Too bad I hate the movies. It's especially too bad that I really hated the latest installation, The Prisoner of Azkaban. This was probably the best book so far and the worst movie (OK, maybe the first one was worse.) I know there's a lot of detail in the books that can't possibly be in the movie, but I thought the movie went so fast and was cut so poorly that the story didn't make sense.
I've heard that people who did not read the book liked the movie. That may be true. I've tended to dislike movies of books I've read in general, so this might not be a fair assessment, but boy was Azkaban a stinker.
Did it make sense to you?
While we were in Hawaii, I had the opportunity to make a dent in my reading list and finished off three very good books.

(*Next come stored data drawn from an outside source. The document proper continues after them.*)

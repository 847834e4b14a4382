//! Per-channel streaming completion proxy.
//!
//! Each caller channel has at most one live session. Starting a new session
//! on a channel cancels the previous one; cancellation ends that session's
//! stream without an error item.

use std::collections::HashMap;
use std::pin::Pin;
use std::sync::Arc;
use std::sync::atomic::{AtomicU64, Ordering};

use async_stream::try_stream;
use futures::{Stream, StreamExt};
use parking_lot::Mutex;
use rift_config::InferenceConfig;
use tokio_util::sync::CancellationToken;

use crate::backend::{CompletionBackend, CompletionRequest, ModelInfo};
use crate::error::InferenceError;
use crate::ndjson::{NdjsonDecoder, StreamEvent};

pub type TokenStream = Pin<Box<dyn Stream<Item = Result<String, InferenceError>> + Send>>;

/// Channel used when the caller does not name one.
pub const DEFAULT_CHANNEL: &str = "default";

struct Session {
    id: u64,
    token: CancellationToken,
}

type SessionMap = Arc<Mutex<HashMap<String, Session>>>;

/// Removes the channel's session when its stream ends or is dropped,
/// unless a newer session has replaced it.
struct SessionGuard {
    sessions: SessionMap,
    channel: String,
    id: u64,
}

impl Drop for SessionGuard {
    fn drop(&mut self) {
        let mut sessions = self.sessions.lock();
        if sessions
            .get(&self.channel)
            .is_some_and(|session| session.id == self.id)
        {
            sessions.remove(&self.channel);
        }
    }
}

pub struct CompletionProxy {
    backend: Arc<dyn CompletionBackend>,
    config: InferenceConfig,
    sessions: SessionMap,
    next_session: AtomicU64,
}

impl CompletionProxy {
    pub fn new(backend: Arc<dyn CompletionBackend>, config: InferenceConfig) -> Self {
        Self {
            backend,
            config,
            sessions: Arc::new(Mutex::new(HashMap::new())),
            next_session: AtomicU64::new(1),
        }
    }

    pub fn config(&self) -> &InferenceConfig {
        &self.config
    }

    pub fn validate_prompt(&self, prompt: &str) -> Result<(), InferenceError> {
        if prompt.trim().is_empty() {
            return Err(InferenceError::InvalidPrompt(
                "prompt must not be empty".to_string(),
            ));
        }
        let chars = prompt.chars().count();
        if chars > self.config.max_prompt_chars {
            return Err(InferenceError::InvalidPrompt(format!(
                "prompt is {chars} characters, limit is {}",
                self.config.max_prompt_chars
            )));
        }
        Ok(())
    }

    /// Start a completion on `channel`, cancelling any session already there.
    ///
    /// Validation happens before anything else, so an invalid prompt neither
    /// contacts the backend nor disturbs the channel's live session. The
    /// returned stream connects lazily on first poll; backend failures arrive
    /// as its first item.
    pub fn send(&self, channel: &str, prompt: &str) -> Result<TokenStream, InferenceError> {
        if !self.config.enabled {
            return Err(InferenceError::Disabled);
        }
        self.validate_prompt(prompt)?;

        let id = self.next_session.fetch_add(1, Ordering::Relaxed);
        let token = CancellationToken::new();
        let previous = self.sessions.lock().insert(
            channel.to_string(),
            Session {
                id,
                token: token.clone(),
            },
        );
        if let Some(previous) = previous {
            tracing::debug!(channel, session = previous.id, "replacing live completion session");
            previous.token.cancel();
        }

        let guard = SessionGuard {
            sessions: Arc::clone(&self.sessions),
            channel: channel.to_string(),
            id,
        };
        let request = CompletionRequest {
            model: self.config.model.clone(),
            prompt: prompt.to_string(),
            system: self.config.system_prompt.clone(),
            stream: true,
            options: self.config.options.clone(),
        };
        tracing::info!(channel, session = id, model = %request.model, "completion session started");

        Ok(completion_stream(
            Arc::clone(&self.backend),
            request,
            token,
            guard,
        ))
    }

    /// Cancel the live session on `channel`. Returns whether one existed.
    pub fn cancel(&self, channel: &str) -> bool {
        let session = self.sessions.lock().remove(channel);
        match session {
            Some(session) => {
                tracing::info!(channel, session = session.id, "completion session cancelled");
                session.token.cancel();
                true
            }
            None => false,
        }
    }

    pub fn active_channels(&self) -> Vec<String> {
        let mut channels: Vec<String> = self.sessions.lock().keys().cloned().collect();
        channels.sort();
        channels
    }

    pub async fn backend_available(&self) -> bool {
        self.backend.is_available().await
    }

    pub async fn list_models(&self) -> Result<Vec<ModelInfo>, InferenceError> {
        self.backend.list_models().await
    }
}

fn completion_stream(
    backend: Arc<dyn CompletionBackend>,
    request: CompletionRequest,
    token: CancellationToken,
    guard: SessionGuard,
) -> TokenStream {
    let stream = try_stream! {
        let session = guard.id;

        let opened = tokio::select! {
            biased;
            () = token.cancelled() => None,
            opened = backend.open(&request) => Some(opened),
        };

        if let Some(opened) = opened {
            let mut body = opened?;
            let mut decoder = NdjsonDecoder::new();
            let mut yielded = 0usize;

            'read: loop {
                let next = tokio::select! {
                    biased;
                    () = token.cancelled() => None,
                    item = body.next() => Some(item),
                };
                let Some(item) = next else {
                    tracing::debug!(session, yielded, pending = decoder.pending(), "completion stream cancelled");
                    break;
                };

                let (events, at_eof) = match item {
                    Some(chunk) => (decoder.push(&chunk?), false),
                    None => (decoder.finish(), true),
                };

                for event in events {
                    match event {
                        StreamEvent::Token(text) => {
                            // A chunk can decode into several tokens; drop the rest once cancelled.
                            if token.is_cancelled() {
                                tracing::debug!(session, yielded, "completion stream cancelled mid-chunk");
                                break 'read;
                            }
                            yielded += 1;
                            yield text;
                        }
                        StreamEvent::Done => {
                            tracing::debug!(session, yielded, "completion stream finished");
                        }
                        StreamEvent::Error(message) => {
                            Err::<(), _>(InferenceError::Backend(message))?;
                        }
                    }
                }

                if decoder.is_finished() {
                    break;
                }
                if at_eof {
                    Err::<(), _>(InferenceError::StreamInterrupted(format!(
                        "backend closed the stream after {yielded} tokens without completing"
                    )))?;
                }
            }
        } else {
            tracing::debug!(session, "completion cancelled before connecting");
        }

        drop(guard);
    };

    Box::pin(stream)
}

The first was The Professor and the Madman by Simon Winchester. This is the story the creation of the Oxford English Dictionary and is centered around two men -- the chief editor and one of the primary contributors (who happens to be in an insane asylum.) This book was of particular interest to me since I worked on Microsoft Bookshelf (rest in peace) and the Encarta World English Dictionary. Aside from the interesting tale of the two men, it was interesting to me to see how we still fundamentally use the same techniques to create dictionaries today (albeit with much more technological assistance). Of course, it took the editors of the OED seventy years to create their first edition and less than five to create ours (admittedly the OED is a bit more comprehensive.)
The second was Cod by Mark Kurlansky. This is the same author who brought us Salt. It's a great read describing the key role of cod in history and how it helped drive exploration, trade, and ultimately history. It's also a very sobering story of the devestation man has caused. I'm hugely concerned about the virtual extinction of entire fisheries including cod, so despite the tantalizing cod recipes from throughout history scattered throughout the book, I'll have to pass on eating cod or salt cod. (Note, I think Salt was the more interesting book, although both are definitely worth reading.)
Finally, I read Pirate Hunter: The True Story of Captain Kidd by Richard Zacks. I didn't know much about Captain Kidd beyond the legends and Hollywood versions. Zacks paints a very different picture, one of a man who tried to do right and was left to hang (literally) by some of the richest men in American and England including the King of England. Aside from the compelling biography of Kidd, the book does a great job describing life in the 17th/18th centuries on board ships, in the seedier parts of town, in war, and in prisons (I'm very glad to be living in the 21st century.)
More than anything I was glad to get a chance to read something besides email and web pages for a while. I love reading and will try to keep reading for fun on top of my other commitments.